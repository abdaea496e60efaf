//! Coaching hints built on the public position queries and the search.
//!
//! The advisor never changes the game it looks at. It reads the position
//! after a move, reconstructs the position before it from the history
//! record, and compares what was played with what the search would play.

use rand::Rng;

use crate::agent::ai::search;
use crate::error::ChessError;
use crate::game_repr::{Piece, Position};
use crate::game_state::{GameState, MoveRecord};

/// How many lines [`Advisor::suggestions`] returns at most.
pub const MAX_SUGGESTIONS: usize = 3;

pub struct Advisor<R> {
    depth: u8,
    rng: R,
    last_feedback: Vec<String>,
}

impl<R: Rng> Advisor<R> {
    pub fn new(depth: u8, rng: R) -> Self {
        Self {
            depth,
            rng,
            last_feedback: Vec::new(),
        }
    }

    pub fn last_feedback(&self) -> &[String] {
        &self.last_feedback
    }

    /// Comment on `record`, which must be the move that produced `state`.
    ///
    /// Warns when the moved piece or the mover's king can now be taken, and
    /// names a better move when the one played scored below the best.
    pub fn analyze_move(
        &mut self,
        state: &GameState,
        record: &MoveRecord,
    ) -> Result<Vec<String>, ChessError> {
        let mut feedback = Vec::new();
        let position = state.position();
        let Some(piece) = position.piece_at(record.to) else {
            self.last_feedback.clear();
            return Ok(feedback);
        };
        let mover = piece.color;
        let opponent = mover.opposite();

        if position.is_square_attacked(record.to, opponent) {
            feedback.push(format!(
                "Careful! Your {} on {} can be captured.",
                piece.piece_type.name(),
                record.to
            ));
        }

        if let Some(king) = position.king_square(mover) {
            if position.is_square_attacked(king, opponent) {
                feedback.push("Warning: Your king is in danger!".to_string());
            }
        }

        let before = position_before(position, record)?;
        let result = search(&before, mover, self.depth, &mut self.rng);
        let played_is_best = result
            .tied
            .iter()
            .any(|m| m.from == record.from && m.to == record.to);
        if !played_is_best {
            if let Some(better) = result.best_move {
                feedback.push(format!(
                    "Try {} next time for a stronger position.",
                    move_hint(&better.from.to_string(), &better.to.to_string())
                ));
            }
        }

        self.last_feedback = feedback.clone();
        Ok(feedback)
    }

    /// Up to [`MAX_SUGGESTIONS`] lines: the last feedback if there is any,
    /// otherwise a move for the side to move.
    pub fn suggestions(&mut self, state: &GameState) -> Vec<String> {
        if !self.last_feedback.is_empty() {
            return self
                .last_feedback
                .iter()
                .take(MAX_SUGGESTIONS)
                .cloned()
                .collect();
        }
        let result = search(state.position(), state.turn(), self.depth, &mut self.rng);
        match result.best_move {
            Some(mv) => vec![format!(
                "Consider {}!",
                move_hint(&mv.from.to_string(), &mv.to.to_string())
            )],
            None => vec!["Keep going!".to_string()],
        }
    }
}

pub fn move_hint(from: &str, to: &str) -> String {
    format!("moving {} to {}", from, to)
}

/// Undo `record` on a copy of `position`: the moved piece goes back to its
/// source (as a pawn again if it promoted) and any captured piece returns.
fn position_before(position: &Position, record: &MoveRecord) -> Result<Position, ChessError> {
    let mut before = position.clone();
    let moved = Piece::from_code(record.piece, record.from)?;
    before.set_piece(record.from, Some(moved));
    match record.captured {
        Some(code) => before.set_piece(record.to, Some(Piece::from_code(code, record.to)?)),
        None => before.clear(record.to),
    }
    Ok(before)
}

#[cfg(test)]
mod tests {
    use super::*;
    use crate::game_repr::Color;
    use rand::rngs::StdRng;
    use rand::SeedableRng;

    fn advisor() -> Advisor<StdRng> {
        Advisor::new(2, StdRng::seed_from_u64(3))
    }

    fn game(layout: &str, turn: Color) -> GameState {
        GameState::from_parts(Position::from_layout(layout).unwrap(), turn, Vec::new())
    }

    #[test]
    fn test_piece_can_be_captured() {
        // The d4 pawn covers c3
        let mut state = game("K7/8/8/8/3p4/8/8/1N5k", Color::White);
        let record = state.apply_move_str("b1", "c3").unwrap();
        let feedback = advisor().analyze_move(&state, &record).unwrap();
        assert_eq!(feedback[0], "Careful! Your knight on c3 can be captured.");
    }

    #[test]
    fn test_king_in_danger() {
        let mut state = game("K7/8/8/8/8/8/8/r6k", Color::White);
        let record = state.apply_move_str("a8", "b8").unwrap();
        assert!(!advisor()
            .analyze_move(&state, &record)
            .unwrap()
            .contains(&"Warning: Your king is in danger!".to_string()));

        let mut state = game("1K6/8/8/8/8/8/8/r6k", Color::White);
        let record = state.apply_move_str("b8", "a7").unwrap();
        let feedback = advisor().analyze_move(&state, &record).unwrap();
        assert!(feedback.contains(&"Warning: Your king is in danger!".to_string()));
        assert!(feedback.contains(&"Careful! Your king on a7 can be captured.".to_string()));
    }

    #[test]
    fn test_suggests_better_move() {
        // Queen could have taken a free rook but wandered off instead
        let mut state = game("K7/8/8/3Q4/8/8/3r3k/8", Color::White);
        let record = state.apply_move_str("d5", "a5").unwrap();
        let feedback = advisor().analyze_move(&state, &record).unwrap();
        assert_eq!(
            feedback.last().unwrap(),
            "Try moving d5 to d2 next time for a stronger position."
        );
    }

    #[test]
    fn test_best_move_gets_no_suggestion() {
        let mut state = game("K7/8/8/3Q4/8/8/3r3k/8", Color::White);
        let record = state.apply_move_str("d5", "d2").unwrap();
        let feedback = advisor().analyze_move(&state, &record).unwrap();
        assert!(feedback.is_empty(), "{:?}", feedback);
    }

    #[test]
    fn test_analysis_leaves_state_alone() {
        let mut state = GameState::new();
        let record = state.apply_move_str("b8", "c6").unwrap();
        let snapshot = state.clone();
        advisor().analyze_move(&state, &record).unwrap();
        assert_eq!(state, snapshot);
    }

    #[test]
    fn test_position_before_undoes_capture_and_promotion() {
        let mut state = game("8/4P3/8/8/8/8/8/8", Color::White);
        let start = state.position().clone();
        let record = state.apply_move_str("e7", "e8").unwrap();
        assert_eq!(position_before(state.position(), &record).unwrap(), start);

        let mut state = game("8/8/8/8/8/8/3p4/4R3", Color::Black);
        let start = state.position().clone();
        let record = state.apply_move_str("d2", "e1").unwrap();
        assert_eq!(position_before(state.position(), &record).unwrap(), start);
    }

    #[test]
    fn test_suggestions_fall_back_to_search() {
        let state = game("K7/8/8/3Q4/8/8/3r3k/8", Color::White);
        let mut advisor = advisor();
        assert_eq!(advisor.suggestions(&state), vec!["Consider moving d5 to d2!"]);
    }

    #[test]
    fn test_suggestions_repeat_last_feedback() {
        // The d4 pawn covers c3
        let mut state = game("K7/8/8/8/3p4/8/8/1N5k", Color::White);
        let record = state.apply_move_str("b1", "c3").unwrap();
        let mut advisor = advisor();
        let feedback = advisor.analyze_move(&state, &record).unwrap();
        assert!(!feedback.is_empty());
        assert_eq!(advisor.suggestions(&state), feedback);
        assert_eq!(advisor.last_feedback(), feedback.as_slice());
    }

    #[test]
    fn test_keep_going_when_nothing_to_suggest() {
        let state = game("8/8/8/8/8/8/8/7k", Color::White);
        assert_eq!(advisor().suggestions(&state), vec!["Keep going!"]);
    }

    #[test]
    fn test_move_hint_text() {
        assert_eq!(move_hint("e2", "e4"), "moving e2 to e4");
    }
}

* _AIM OF THE EXERCISE_: Within the material above, find every line containing the word "format" and copy it.

* _RESPONSE TO THE EXERCISE_:
            feedback.push(format!(
                feedback.push(format!(
            Some(mv) => vec![format!(
    format!("moving {} to {}", from, to)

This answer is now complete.